**Directions:** Note each line of the entries that includes "FollowEdge". Then copy those lines.

**Records shown:**
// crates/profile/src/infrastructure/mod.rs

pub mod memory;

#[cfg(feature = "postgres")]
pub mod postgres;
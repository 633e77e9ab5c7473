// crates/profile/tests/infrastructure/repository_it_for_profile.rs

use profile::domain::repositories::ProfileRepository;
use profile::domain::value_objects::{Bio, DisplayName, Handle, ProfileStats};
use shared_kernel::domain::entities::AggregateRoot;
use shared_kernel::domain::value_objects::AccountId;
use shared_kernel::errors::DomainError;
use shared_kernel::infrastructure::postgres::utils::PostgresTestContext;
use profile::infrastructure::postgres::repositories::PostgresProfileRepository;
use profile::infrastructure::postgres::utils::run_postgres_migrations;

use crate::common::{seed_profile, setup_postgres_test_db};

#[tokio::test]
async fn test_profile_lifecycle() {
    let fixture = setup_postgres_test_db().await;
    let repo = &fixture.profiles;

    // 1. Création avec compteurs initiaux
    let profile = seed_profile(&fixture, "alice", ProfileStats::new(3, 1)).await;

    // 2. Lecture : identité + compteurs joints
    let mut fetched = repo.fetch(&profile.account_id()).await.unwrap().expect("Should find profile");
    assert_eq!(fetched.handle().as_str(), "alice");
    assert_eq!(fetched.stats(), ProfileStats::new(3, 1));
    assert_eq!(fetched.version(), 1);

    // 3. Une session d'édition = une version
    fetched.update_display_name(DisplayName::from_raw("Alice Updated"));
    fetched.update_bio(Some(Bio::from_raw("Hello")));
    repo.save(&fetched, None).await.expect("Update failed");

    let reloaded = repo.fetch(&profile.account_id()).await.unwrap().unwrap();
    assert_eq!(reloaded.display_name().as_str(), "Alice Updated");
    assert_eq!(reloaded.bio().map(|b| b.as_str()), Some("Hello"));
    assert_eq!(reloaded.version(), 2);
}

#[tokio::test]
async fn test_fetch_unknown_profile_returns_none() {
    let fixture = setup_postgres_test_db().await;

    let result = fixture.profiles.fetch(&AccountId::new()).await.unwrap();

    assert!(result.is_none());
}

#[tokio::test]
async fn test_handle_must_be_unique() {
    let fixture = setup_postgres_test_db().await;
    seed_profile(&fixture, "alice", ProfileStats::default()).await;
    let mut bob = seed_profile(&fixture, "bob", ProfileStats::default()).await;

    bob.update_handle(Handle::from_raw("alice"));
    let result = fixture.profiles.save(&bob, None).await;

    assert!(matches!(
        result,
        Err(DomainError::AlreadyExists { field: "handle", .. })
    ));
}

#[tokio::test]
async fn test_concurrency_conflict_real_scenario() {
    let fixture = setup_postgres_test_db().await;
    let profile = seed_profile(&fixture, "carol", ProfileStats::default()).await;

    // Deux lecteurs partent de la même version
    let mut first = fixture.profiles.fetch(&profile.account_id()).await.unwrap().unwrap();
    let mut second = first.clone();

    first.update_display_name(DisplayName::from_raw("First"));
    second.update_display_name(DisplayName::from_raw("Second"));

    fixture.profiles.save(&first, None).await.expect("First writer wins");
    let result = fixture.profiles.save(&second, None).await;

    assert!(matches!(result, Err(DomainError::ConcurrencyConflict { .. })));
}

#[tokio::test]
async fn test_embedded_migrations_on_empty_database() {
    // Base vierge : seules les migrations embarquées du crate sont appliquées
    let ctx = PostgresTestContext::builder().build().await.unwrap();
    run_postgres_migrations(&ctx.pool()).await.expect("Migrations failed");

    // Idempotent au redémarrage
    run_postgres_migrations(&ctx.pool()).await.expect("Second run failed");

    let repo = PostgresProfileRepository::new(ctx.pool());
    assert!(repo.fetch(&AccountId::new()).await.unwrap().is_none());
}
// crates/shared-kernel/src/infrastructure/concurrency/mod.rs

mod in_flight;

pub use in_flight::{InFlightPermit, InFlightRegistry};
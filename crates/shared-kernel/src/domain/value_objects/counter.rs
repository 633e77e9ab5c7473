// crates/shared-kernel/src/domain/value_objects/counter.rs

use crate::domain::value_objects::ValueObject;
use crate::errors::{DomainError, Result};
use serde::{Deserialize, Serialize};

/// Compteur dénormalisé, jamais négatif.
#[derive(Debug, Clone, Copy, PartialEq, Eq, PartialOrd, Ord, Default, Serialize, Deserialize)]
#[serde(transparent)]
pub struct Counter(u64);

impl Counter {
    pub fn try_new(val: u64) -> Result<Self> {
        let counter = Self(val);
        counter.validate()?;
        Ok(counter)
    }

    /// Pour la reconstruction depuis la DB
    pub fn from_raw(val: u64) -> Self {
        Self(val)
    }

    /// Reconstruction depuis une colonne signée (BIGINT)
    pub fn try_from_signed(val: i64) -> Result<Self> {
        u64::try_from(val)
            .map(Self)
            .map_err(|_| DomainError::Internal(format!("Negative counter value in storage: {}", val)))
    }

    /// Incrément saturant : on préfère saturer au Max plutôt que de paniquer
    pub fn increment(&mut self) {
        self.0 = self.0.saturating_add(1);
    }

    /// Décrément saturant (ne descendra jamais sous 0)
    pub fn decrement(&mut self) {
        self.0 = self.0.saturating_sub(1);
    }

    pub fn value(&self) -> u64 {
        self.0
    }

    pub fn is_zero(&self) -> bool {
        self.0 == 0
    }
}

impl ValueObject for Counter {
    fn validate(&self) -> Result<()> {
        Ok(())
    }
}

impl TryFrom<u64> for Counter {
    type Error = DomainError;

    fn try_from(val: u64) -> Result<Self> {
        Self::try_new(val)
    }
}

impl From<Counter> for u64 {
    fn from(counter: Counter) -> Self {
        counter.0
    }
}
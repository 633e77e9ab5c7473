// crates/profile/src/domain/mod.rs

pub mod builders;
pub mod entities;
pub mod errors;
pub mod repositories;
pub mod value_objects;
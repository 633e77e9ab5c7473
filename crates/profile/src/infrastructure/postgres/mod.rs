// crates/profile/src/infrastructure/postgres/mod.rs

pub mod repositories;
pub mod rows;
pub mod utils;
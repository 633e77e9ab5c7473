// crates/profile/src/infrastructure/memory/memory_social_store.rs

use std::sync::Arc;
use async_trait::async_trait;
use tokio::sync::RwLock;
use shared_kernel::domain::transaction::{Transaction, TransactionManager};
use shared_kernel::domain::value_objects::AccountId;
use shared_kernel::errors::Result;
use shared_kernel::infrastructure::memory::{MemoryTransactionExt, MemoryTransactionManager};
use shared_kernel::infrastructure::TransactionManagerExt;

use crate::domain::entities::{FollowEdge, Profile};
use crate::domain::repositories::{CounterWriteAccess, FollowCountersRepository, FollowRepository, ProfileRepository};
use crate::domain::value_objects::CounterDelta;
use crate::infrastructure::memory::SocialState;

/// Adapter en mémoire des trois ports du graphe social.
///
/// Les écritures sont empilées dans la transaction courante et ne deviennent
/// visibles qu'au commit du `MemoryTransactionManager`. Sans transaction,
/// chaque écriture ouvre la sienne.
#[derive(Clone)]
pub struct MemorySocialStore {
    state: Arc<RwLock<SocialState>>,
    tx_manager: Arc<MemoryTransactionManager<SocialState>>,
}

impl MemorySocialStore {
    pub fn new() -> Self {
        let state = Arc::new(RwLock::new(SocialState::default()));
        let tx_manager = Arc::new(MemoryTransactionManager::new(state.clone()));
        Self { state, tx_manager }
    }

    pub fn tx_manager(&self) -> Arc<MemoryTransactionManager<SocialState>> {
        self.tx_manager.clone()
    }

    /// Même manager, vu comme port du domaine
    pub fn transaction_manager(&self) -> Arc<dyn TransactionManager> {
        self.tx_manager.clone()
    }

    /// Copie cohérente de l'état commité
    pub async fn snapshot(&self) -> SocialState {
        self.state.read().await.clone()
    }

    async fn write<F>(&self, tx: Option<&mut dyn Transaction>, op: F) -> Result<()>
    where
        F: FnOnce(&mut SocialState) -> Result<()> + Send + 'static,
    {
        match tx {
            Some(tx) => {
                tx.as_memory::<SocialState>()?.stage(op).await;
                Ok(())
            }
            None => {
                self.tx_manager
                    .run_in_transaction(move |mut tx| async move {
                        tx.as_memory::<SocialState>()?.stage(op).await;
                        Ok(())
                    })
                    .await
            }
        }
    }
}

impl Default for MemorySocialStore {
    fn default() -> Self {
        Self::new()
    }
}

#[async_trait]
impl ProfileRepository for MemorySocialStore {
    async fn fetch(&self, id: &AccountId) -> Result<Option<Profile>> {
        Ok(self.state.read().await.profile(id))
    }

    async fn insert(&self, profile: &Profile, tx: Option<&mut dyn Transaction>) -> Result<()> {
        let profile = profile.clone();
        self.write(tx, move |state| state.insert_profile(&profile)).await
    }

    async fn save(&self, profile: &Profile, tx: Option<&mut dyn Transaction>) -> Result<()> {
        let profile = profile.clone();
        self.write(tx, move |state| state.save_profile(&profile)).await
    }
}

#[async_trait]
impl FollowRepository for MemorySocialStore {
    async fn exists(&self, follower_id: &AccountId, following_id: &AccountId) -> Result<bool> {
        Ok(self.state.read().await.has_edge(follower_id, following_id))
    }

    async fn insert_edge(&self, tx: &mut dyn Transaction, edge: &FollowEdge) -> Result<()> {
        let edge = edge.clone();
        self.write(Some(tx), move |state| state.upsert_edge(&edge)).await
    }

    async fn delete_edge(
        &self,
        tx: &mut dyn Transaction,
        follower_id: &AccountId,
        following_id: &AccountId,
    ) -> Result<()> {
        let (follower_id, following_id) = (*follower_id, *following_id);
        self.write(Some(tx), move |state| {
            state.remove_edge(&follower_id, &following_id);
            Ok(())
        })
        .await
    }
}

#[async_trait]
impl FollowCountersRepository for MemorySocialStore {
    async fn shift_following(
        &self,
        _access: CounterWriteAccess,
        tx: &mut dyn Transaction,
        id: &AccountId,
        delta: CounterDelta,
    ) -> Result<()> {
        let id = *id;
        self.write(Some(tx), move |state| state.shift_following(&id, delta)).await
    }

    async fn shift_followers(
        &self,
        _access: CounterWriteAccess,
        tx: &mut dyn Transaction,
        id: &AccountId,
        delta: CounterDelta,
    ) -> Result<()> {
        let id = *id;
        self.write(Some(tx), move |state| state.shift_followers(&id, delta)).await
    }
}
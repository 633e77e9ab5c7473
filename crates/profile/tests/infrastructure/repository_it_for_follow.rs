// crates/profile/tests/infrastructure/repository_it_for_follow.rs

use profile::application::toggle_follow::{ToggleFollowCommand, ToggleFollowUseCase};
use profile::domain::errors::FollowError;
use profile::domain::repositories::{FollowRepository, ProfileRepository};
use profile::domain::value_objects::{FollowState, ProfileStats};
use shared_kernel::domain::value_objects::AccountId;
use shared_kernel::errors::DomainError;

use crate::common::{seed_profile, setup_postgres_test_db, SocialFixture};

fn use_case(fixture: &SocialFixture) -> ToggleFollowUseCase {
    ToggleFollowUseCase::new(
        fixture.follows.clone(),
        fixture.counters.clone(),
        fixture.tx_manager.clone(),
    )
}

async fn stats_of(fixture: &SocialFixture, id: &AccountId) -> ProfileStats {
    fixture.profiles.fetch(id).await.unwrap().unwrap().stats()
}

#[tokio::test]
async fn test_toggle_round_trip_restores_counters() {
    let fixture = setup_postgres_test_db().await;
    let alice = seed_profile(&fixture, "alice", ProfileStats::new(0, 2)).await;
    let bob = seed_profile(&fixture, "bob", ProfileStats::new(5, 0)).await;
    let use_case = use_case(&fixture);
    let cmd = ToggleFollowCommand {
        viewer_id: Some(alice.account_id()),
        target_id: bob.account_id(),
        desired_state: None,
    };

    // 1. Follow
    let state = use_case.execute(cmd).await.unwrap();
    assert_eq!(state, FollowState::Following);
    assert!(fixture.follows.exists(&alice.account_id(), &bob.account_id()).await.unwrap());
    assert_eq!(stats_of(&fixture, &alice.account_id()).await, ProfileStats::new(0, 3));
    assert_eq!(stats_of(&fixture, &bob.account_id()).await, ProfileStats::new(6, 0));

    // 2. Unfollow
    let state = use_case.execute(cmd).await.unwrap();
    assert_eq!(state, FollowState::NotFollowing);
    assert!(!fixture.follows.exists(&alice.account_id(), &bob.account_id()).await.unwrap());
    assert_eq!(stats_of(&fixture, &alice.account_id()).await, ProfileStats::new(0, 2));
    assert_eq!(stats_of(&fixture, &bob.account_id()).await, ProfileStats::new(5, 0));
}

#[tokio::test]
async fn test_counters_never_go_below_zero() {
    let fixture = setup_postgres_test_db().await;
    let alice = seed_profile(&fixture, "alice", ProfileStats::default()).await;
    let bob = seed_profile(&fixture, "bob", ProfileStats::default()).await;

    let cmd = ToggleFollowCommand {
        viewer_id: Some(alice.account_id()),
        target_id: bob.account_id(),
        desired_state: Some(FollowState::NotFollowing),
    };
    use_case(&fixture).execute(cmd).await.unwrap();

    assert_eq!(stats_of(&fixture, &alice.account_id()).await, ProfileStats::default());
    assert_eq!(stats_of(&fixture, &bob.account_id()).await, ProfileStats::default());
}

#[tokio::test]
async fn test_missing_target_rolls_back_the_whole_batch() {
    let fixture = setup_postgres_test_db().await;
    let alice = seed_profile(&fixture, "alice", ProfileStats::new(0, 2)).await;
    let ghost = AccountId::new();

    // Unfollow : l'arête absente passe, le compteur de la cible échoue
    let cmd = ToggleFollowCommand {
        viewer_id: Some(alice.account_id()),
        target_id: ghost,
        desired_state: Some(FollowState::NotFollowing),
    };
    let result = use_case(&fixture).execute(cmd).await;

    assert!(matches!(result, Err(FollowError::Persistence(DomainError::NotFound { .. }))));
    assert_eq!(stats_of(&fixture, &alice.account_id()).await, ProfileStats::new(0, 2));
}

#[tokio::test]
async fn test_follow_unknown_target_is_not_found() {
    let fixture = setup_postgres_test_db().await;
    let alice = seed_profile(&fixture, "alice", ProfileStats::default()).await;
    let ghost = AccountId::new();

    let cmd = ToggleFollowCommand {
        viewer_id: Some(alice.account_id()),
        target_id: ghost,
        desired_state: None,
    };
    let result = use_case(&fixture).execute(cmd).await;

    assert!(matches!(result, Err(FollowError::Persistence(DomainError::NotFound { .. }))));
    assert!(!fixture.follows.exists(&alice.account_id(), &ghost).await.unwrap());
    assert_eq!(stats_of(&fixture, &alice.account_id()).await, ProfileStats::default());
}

**Response for this exercise:**
use crate::domain::entities::{FollowEdge, Profile};
    async fn insert_edge(&self, tx: &mut dyn Transaction, edge: &FollowEdge) -> Result<()> {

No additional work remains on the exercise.